## What the task requires
From top to bottom, return the records that follow exactly.

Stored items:
//! Secure container codec.
//!
//! A secure container is the encrypted-at-rest form of a user's secret share.
//! Containers are sealed with AES-256-GCM under the registry's primary key
//! and tagged with that key's identifier so they can still be opened after a
//! rotation, as long as the old key is registered as a fallback.
//!
//! ## Wire format
//!
//! ```text
//! version (1) || key_id (u32 LE) || nonce (12) || ciphertext || tag (16)
//! ```
//!
//! The 5-byte header is bound as associated data, so rewriting the key id or
//! version is detected as tampering.

use std::fmt;

use aes_gcm::{
    Aes256Gcm, Key, Nonce,
    aead::{Aead, AeadCore, KeyInit, OsRng, Payload},
};
use base64::{Engine, engine::general_purpose::STANDARD as BASE64};
use serde::{Deserialize, Deserializer, Serialize, Serializer};

use crate::error::{KeyshareError, KeyshareResult};
use crate::keyshare::keys::{KeyId, KeyRegistry};

/// Current container format version.
pub const CONTAINER_VERSION: u8 = 1;

const HEADER_LEN: usize = 1 + 4;
const NONCE_LEN: usize = 12;
const TAG_LEN: usize = 16;

/// Encrypted, key-tagged secret share.
#[derive(Clone, PartialEq, Eq)]
pub struct SecureContainer {
    key_id: KeyId,
    nonce: [u8; NONCE_LEN],
    /// Ciphertext with the GCM tag appended.
    ciphertext: Vec<u8>,
}

impl SecureContainer {
    /// Identifier of the storage key this container was sealed with.
    pub fn key_id(&self) -> KeyId {
        self.key_id
    }

    fn header(key_id: KeyId) -> [u8; HEADER_LEN] {
        let id = key_id.to_le_bytes();
        [CONTAINER_VERSION, id[0], id[1], id[2], id[3]]
    }

    /// Serialize to the binary wire format.
    pub fn to_bytes(&self) -> Vec<u8> {
        let mut bytes = Vec::with_capacity(HEADER_LEN + NONCE_LEN + self.ciphertext.len());
        bytes.extend_from_slice(&Self::header(self.key_id));
        bytes.extend_from_slice(&self.nonce);
        bytes.extend_from_slice(&self.ciphertext);
        bytes
    }

    /// Parse the binary wire format. Structural problems are integrity errors.
    pub fn from_bytes(bytes: &[u8]) -> KeyshareResult<Self> {
        if bytes.len() < HEADER_LEN + NONCE_LEN + TAG_LEN {
            return Err(KeyshareError::MalformedContainer(format!(
                "container too short: {} bytes",
                bytes.len()
            )));
        }

        if bytes[0] != CONTAINER_VERSION {
            return Err(KeyshareError::MalformedContainer(format!(
                "unsupported container version {}",
                bytes[0]
            )));
        }

        let key_id = KeyId::from_le_bytes([bytes[1], bytes[2], bytes[3], bytes[4]]);
        let mut nonce = [0u8; NONCE_LEN];
        nonce.copy_from_slice(&bytes[HEADER_LEN..HEADER_LEN + NONCE_LEN]);

        Ok(Self {
            key_id,
            nonce,
            ciphertext: bytes[HEADER_LEN + NONCE_LEN..].to_vec(),
        })
    }

    pub fn to_base64(&self) -> String {
        BASE64.encode(self.to_bytes())
    }

    pub fn from_base64(encoded: &str) -> KeyshareResult<Self> {
        let bytes = BASE64.decode(encoded).map_err(|e| {
            KeyshareError::MalformedContainer(format!("invalid base64 container: {e}"))
        })?;
        Self::from_bytes(&bytes)
    }
}

impl fmt::Debug for SecureContainer {
    fn fmt(&self, f: &mut fmt::Formatter<'_>) -> fmt::Result {
        f.debug_struct("SecureContainer")
            .field("key_id", &self.key_id)
            .field("len", &self.ciphertext.len())
            .finish_non_exhaustive()
    }
}

impl Serialize for SecureContainer {
    fn serialize<S: Serializer>(&self, serializer: S) -> Result<S::Ok, S::Error> {
        serializer.serialize_str(&self.to_base64())
    }
}

impl<'de> Deserialize<'de> for SecureContainer {
    fn deserialize<D: Deserializer<'de>>(deserializer: D) -> Result<Self, D::Error> {
        let encoded = String::deserialize(deserializer)?;
        Self::from_base64(&encoded).map_err(serde::de::Error::custom)
    }
}

/// Encrypt a plaintext under the registry's primary key.
///
/// A fresh random nonce is drawn from the OS RNG on every call.
pub fn seal(registry: &KeyRegistry, plaintext: &[u8]) -> KeyshareResult<SecureContainer> {
    let (key_id, key) = registry.primary();
    let cipher = Aes256Gcm::new(Key::<Aes256Gcm>::from_slice(key.as_bytes()));
    let nonce = Aes256Gcm::generate_nonce(&mut OsRng);
    let header = SecureContainer::header(key_id);

    let ciphertext = cipher
        .encrypt(
            &nonce,
            Payload {
                msg: plaintext,
                aad: &header,
            },
        )
        .map_err(|e| KeyshareError::Internal(format!("container encryption failed: {e}")))?;

    let mut nonce_bytes = [0u8; NONCE_LEN];
    nonce_bytes.copy_from_slice(nonce.as_slice());

    Ok(SecureContainer {
        key_id,
        nonce: nonce_bytes,
        ciphertext,
    })
}

/// Decrypt a container with whichever registered key it names.
///
/// Never re-encrypts: opening under a fallback key leaves the container as is.
pub fn open(registry: &KeyRegistry, container: &SecureContainer) -> KeyshareResult<Vec<u8>> {
    let key = registry.lookup(container.key_id)?;
    let cipher = Aes256Gcm::new(Key::<Aes256Gcm>::from_slice(key.as_bytes()));
    let header = SecureContainer::header(container.key_id);

    cipher
        .decrypt(
            Nonce::from_slice(&container.nonce),
            Payload {
                msg: &container.ciphertext,
                aad: &header,
            },
        )
        .map_err(|_| KeyshareError::ContainerTampered)
}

## Response box
//! Secure container codec.
//!
//! A secure container is the encrypted-at-rest form of a user's secret share.
//! Containers are sealed with AES-256-GCM under the registry's primary key
//! and tagged with that key's identifier so they can still be opened after a
//! rotation, as long as the old key is registered as a fallback.
//!
//! ## Wire format
//!
//! ```text
//! version (1) || key_id (u32 LE) || nonce (12) || ciphertext || tag (16)
//! ```
//!
//! The 5-byte header is bound as associated data, so rewriting the key id or
//! version is detected as tampering.

use std::fmt;

use aes_gcm::{
    Aes256Gcm, Key, Nonce,
    aead::{Aead, AeadCore, KeyInit, OsRng, Payload},
};
use base64::{Engine, engine::general_purpose::STANDARD as BASE64};
use serde::{Deserialize, Deserializer, Serialize, Serializer};

use crate::error::{KeyshareError, KeyshareResult};
use crate::keyshare::keys::{KeyId, KeyRegistry};

/// Current container format version.
pub const CONTAINER_VERSION: u8 = 1;

const HEADER_LEN: usize = 1 + 4;
const NONCE_LEN: usize = 12;
const TAG_LEN: usize = 16;

/// Encrypted, key-tagged secret share.
#[derive(Clone, PartialEq, Eq)]
pub struct SecureContainer {
    key_id: KeyId,
    nonce: [u8; NONCE_LEN],
    /// Ciphertext with the GCM tag appended.
    ciphertext: Vec<u8>,
}

impl SecureContainer {
    /// Identifier of the storage key this container was sealed with.
    pub fn key_id(&self) -> KeyId {
        self.key_id
    }

    fn header(key_id: KeyId) -> [u8; HEADER_LEN] {
        let id = key_id.to_le_bytes();
        [CONTAINER_VERSION, id[0], id[1], id[2], id[3]]
    }

    /// Serialize to the binary wire format.
    pub fn to_bytes(&self) -> Vec<u8> {
        let mut bytes = Vec::with_capacity(HEADER_LEN + NONCE_LEN + self.ciphertext.len());
        bytes.extend_from_slice(&Self::header(self.key_id));
        bytes.extend_from_slice(&self.nonce);
        bytes.extend_from_slice(&self.ciphertext);
        bytes
    }

    /// Parse the binary wire format. Structural problems are integrity errors.
    pub fn from_bytes(bytes: &[u8]) -> KeyshareResult<Self> {
        if bytes.len() < HEADER_LEN + NONCE_LEN + TAG_LEN {
            return Err(KeyshareError::MalformedContainer(format!(
                "container too short: {} bytes",
                bytes.len()
            )));
        }

        if bytes[0] != CONTAINER_VERSION {
            return Err(KeyshareError::MalformedContainer(format!(
                "unsupported container version {}",
                bytes[0]
            )));
        }

        let key_id = KeyId::from_le_bytes([bytes[1], bytes[2], bytes[3], bytes[4]]);
        let mut nonce = [0u8; NONCE_LEN];
        nonce.copy_from_slice(&bytes[HEADER_LEN..HEADER_LEN + NONCE_LEN]);

        Ok(Self {
            key_id,
            nonce,
            ciphertext: bytes[HEADER_LEN + NONCE_LEN..].to_vec(),
        })
    }

    pub fn to_base64(&self) -> String {
        BASE64.encode(self.to_bytes())
    }

    pub fn from_base64(encoded: &str) -> KeyshareResult<Self> {
        let bytes = BASE64.decode(encoded).map_err(|e| {
            KeyshareError::MalformedContainer(format!("invalid base64 container: {e}"))
        })?;
        Self::from_bytes(&bytes)
    }
}

impl fmt::Debug for SecureContainer {
    fn fmt(&self, f: &mut fmt::Formatter<'_>) -> fmt::Result {
        f.debug_struct("SecureContainer")
            .field("key_id", &self.key_id)
            .field("len", &self.ciphertext.len())
            .finish_non_exhaustive()
    }
}

impl Serialize for SecureContainer {
    fn serialize<S: Serializer>(&self, serializer: S) -> Result<S::Ok, S::Error> {
        serializer.serialize_str(&self.to_base64())
    }
}

impl<'de> Deserialize<'de> for SecureContainer {
    fn deserialize<D: Deserializer<'de>>(deserializer: D) -> Result<Self, D::Error> {
        let encoded = String::deserialize(deserializer)?;
        Self::from_base64(&encoded).map_err(serde::de::Error::custom)
    }
}

/// Encrypt a plaintext under the registry's primary key.
///
/// A fresh random nonce is drawn from the OS RNG on every call.
pub fn seal(registry: &KeyRegistry, plaintext: &[u8]) -> KeyshareResult<SecureContainer> {
    let (key_id, key) = registry.primary();
    let cipher = Aes256Gcm::new(Key::<Aes256Gcm>::from_slice(key.as_bytes()));
    let nonce = Aes256Gcm::generate_nonce(&mut OsRng);
    let header = SecureContainer::header(key_id);

    let ciphertext = cipher
        .encrypt(
            &nonce,
            Payload {
                msg: plaintext,
                aad: &header,
            },
        )
        .map_err(|e| KeyshareError::Internal(format!("container encryption failed: {e}")))?;

    let mut nonce_bytes = [0u8; NONCE_LEN];
    nonce_bytes.copy_from_slice(nonce.as_slice());

    Ok(SecureContainer {
        key_id,
        nonce: nonce_bytes,
        ciphertext,
    })
}

/// Decrypt a container with whichever registered key it names.
///
/// Never re-encrypts: opening under a fallback key leaves the container as is.
pub fn open(registry: &KeyRegistry, container: &SecureContainer) -> KeyshareResult<Vec<u8>> {
    let key = registry.lookup(container.key_id)?;
    let cipher = Aes256Gcm::new(Key::<Aes256Gcm>::from_slice(key.as_bytes()));
    let header = SecureContainer::header(container.key_id);

    cipher
        .decrypt(
            Nonce::from_slice(&container.nonce),
            Payload {
                msg: &container.ciphertext,
                aad: &header,
            },
        )
        .map_err(|_| KeyshareError::ContainerTampered)
}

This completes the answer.